→ Problem to work on: Since only the total is wanted, give the number of lines in the listing below that hold the string "FileId" and add nothing.
Data supplied Block Start
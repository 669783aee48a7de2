//! File metadata integration tests: upload registration, moves, renames,
//! and deletion.

use famvault_core::error::ErrorKind;
use famvault_core::traits::storage::BlobStore;
use famvault_core::types::{FileId, FolderId};
use famvault_entity::folder::FolderKind;
use famvault_service::file::{MoveFileRequest, RegisterUploadRequest};
use famvault_store::{FileStore, FolderStore};

use crate::helpers::TestVault;

#[tokio::test]
async fn test_upload_without_destination_lands_in_the_inbox() {
    let vault = TestVault::new();
    let owner = vault.family().await;

    let file = vault
        .upload(&owner, "receipt.pdf", Some("application/pdf"), 2048, None)
        .await;

    let inbox = vault
        .folders
        .find_inbox(owner.family_id)
        .await
        .expect("find inbox")
        .expect("inbox bootstrapped");
    assert_eq!(inbox.kind, FolderKind::Inbox);
    assert_eq!(file.folder_id, inbox.id);
    assert_eq!(file.uploaded_by, owner.member_id);

    // The bootstrap built the Root too.
    let root = vault
        .folders
        .find_root(owner.family_id)
        .await
        .expect("find root")
        .expect("root bootstrapped");
    assert_eq!(inbox.parent_id, Some(root.id));
}

#[tokio::test]
async fn test_upload_into_an_explicit_folder() {
    let vault = TestVault::new();
    let owner = vault.family().await;
    let folder = vault.folder(&owner, "Scans", None).await;

    let file = vault
        .upload(&owner, "scan.png", Some("image/png"), 512, Some(folder.id))
        .await;
    assert_eq!(file.folder_id, folder.id);

    let listed = vault
        .file_service
        .list_folder_files(&owner, folder.id)
        .await
        .expect("list files");
    assert_eq!(listed.len(), 1);
    assert_eq!(listed[0].id, file.id);
}

#[tokio::test]
async fn test_upload_validates_the_request() {
    let vault = TestVault::new();
    let owner = vault.family().await;

    let err = vault
        .file_service
        .register_upload(
            &owner,
            RegisterUploadRequest {
                name: "   ".to_string(),
                folder_id: None,
                mime_type: None,
                size_bytes: 10,
                storage_key: "k".to_string(),
                checksum_sha256: None,
            },
        )
        .await
        .unwrap_err();
    assert_eq!(err.kind, ErrorKind::Validation);

    let err = vault
        .file_service
        .register_upload(
            &owner,
            RegisterUploadRequest {
                name: "negative.bin".to_string(),
                folder_id: None,
                mime_type: None,
                size_bytes: -1,
                storage_key: "k".to_string(),
                checksum_sha256: None,
            },
        )
        .await
        .unwrap_err();
    assert_eq!(err.kind, ErrorKind::Validation);

    let err = vault
        .file_service
        .register_upload(
            &owner,
            RegisterUploadRequest {
                name: "orphan.txt".to_string(),
                folder_id: Some(FolderId::new()),
                mime_type: None,
                size_bytes: 1,
                storage_key: "k".to_string(),
                checksum_sha256: None,
            },
        )
        .await
        .unwrap_err();
    assert_eq!(err.kind, ErrorKind::NotFound);
}

#[tokio::test]
async fn test_move_file_between_folders() {
    let vault = TestVault::new();
    let owner = vault.family().await;
    let from = vault.folder(&owner, "From", None).await;
    let to = vault.folder(&owner, "To", None).await;
    let file = vault.upload(&owner, "move.me", None, 1, Some(from.id)).await;

    let moved = vault
        .file_service
        .move_file(
            &owner,
            file.id,
            MoveFileRequest {
                target_folder_id: to.id,
            },
        )
        .await
        .expect("move file");
    assert_eq!(moved.folder_id, to.id);

    let err = vault
        .file_service
        .move_file(
            &owner,
            file.id,
            MoveFileRequest {
                target_folder_id: FolderId::new(),
            },
        )
        .await
        .unwrap_err();
    assert_eq!(err.kind, ErrorKind::NotFound);

    let other_owner = vault.family().await;
    let foreign = vault.folder(&other_owner, "Foreign", None).await;
    let err = vault
        .file_service
        .move_file(
            &owner,
            file.id,
            MoveFileRequest {
                target_folder_id: foreign.id,
            },
        )
        .await
        .unwrap_err();
    assert_eq!(err.kind, ErrorKind::Forbidden);
}

#[tokio::test]
async fn test_rename_file() {
    let vault = TestVault::new();
    let owner = vault.family().await;
    let file = vault.upload(&owner, "old.txt", None, 1, None).await;

    let renamed = vault
        .file_service
        .rename_file(&owner, file.id, "new.txt")
        .await
        .expect("rename");
    assert_eq!(renamed.name, "new.txt");

    let err = vault
        .file_service
        .rename_file(&owner, file.id, "")
        .await
        .unwrap_err();
    assert_eq!(err.kind, ErrorKind::Validation);
}

#[tokio::test]
async fn test_delete_file_removes_metadata_and_blob() {
    let vault = TestVault::new();
    let owner = vault.family().await;
    let file = vault.upload(&owner, "gone.bin", None, 4, None).await;
    vault
        .blobs
        .write(&file.storage_key, b"data")
        .await
        .expect("write blob");

    vault
        .file_service
        .delete_file(&owner, file.id)
        .await
        .expect("delete");

    assert!(vault
        .files
        .find_by_id(file.id)
        .await
        .expect("find file")
        .is_none());
    assert!(!vault
        .blobs
        .exists(&file.storage_key)
        .await
        .expect("blob exists"));

    let err = vault
        .file_service
        .get_file(&owner, file.id)
        .await
        .unwrap_err();
    assert_eq!(err.kind, ErrorKind::NotFound);
}

#[tokio::test]
async fn test_files_are_family_scoped() {
    let vault = TestVault::new();
    let owner = vault.family().await;
    let other_owner = vault.family().await;
    let file = vault.upload(&owner, "private.txt", None, 1, None).await;

    let err = vault
        .file_service
        .get_file(&other_owner, file.id)
        .await
        .unwrap_err();
    assert_eq!(err.kind, ErrorKind::Forbidden);

    let err = vault
        .file_service
        .get_file(&owner, FileId::new())
        .await
        .unwrap_err();
    assert_eq!(err.kind, ErrorKind::NotFound);
}
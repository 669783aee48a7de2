//! Stored file domain entities.

pub mod model;

pub use model::StoredFile;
Data supplied Block End
→ Exercise result: 2